Slashdot Mirror


RITI Printer Uses Your Coffee Grounds For Eco Ink

Jason S. writes to tell us that for those seeking to "go green" or those just wishing to try something different, RTI now offers a printer that uses coffee instead of ink. In addition to recycling your grounds, the printer also uses good old fashioned elbow grease to move the grounds cartridge back and forth, saving power. Sounds like a novelty that will die quickly as human sloth reasserts itself. "Hosted by Core77 and Inhabitat, this year's Greener Gadgets Design Competition resulted in an incredible crop of innovative consumer electronics designs, and we're excited to offer you the first scoop on some of our favorite designs! Jeon Hwan Ju's RITI printer works by replacing environmentally un-friendly inkjet cartridges with the dregs from your daily coffee. Simply place used grounds in the ink case, insert a piece of paper, and move the ink case left and right to print text."

7 of 184 comments (clear)

  1. This is the best kind of green technology by jandrese · · Score: 5, Insightful

    The kind that is completely impractical and stupid. I notice they didn't include any actual pictures of said device, or, more importantly, what a printout from said device looks like. I'll eat my hat if the lines are even and the color stays worth a damn and if the thing doesn't constantly jam up.

    --

    I read the internet for the articles.
    1. Re:This is the best kind of green technology by ivan256 · · Score: 5, Insightful

      It was a design competition. And I don't mean the good kind of design, where you get into technical details, either. More like the kind of design you get when you put marketing and upper management into a room together.

      This printer won't jam up, because it doesn't exist. File it with jet-packs, and flying cars under "fiction".

    2. Re:This is the best kind of green technology by gnick · · Score: 5, Informative

      Thanks for pointing that out (although there really are some functioning jet-packs).
      FTS:

      RTI now offers a printer that uses coffee instead of ink.

      No. They don't. They do offer some pictures of what one might look like if anyone ever (for whatever reason) built one.

      TFS is often exaggerated or slightly misleading, but rarely this blatantly wrong.

      --
      He's getting rather old, but he's a good mouse.
    3. Re:This is the best kind of green technology by Graff · · Score: 5, Informative

      As I think about it, the thing can't work like an inkjet, coffee grounds are not AFAIK magnetic. It doesn't seem like it would work like a laser printer either, as it would be difficult to build up enough charge from mere linear motion of the hopper to power a laser. Also, again, coffee grounds are not magnetic.

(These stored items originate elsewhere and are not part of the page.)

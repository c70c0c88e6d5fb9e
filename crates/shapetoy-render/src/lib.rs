//! ShapeToy Render Library
//!
//! Turns canvas snapshots into draw lists and executes them on a backend.
//! Vello is the default backend; the browser build also draws straight onto
//! a 2D canvas context.

mod renderer;

#[cfg(feature = "vello-renderer")]
mod vello_impl;

#[cfg(target_arch = "wasm32")]
mod canvas2d;

pub use renderer::{
    DrawCommand, RecordingRenderer, RenderContext, RenderResult, RenderStyle, Renderer, RendererError,
    scene_commands,
};

#[cfg(feature = "vello-renderer")]
pub use vello_impl::VelloRenderer;

#[cfg(target_arch = "wasm32")]
pub use canvas2d::Canvas2dRenderer;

      Why would magnetism even factor into this? The ink in an inket printer is not magnetic, it's a simple dye that is forced under pressure onto a page where it absorbs into the surface. Laser printer toner is also not magnetic, it is usually a fine plastic powder that can be statically charged and attracted to a charged drum. There is no magnetism involved.

      Coffee grounds can produce a liquid that stains and that's all you'd need for inkjet ink. I'm sure that the printing wouldn't be as good as commercial ink but it would probably be readable, at least for temporary documents. That being said I don't see this kind of device going anywhere. If you want to be "green" then throw those coffee grounds into your garden, trying to use them as ink is just way too impractical.

  2. even greener by bugs2squash · · Score: 5, Funny

    use sequestered carbon in a filament, contained in sustainably-harvested wood sleeve.

    Move hand around to create "printouts".

    --
    Nullius in verba
  3. PC LOAD COFFEE by taxman_10m · · Score: 5, Funny

    What the fuck does that mean?

  4. Re:Compost by Graff · · Score: 5, Informative

    Wood pulp is toxic to most plants (and us too, which is why wood alcohol will make you blind while grain alcohol makes great mixed drinks), that's why it's hard to get grass to grow under a tree.

    What???

    Wood pulp is not toxic to plants. It's mostly simple lignin and cellulose which most plants will grow in quite happily. The reason grass doesn't grow under trees is that the shade from the tree is not good for the growth of grass. Even the "shade" varieties of grass can only tolerate partial shade.

    "Wood" alcohol is actually methanol and "grain" alcohol is actually ethanol. When you ferment grain you actually get both methanol and ethanol, it's through careful control of the fermentation process that you minimize the methanol and maximize the ethanol. That's why poorly-made beers and wines tend to give you hangovers, they have a lot more methanol and other undesirable byproducts.

    The reason methanol is called wood alcohol is because it was primarily produced through the destructive distillation of wood pulp. This doesn't mean that wood pulp is toxic, it just means that when you destroy wood pulp with heat in an anaerobic environment you produce toxic chemicals. If you take grain and treat it the same way then you'll produce methanol and other toxins. This has NOTHING to do with if wood pulp is toxic or not.

    Please, don't start spewing nonsensical chemical information unless you know what you are talking about. And, yes, I am a chemist.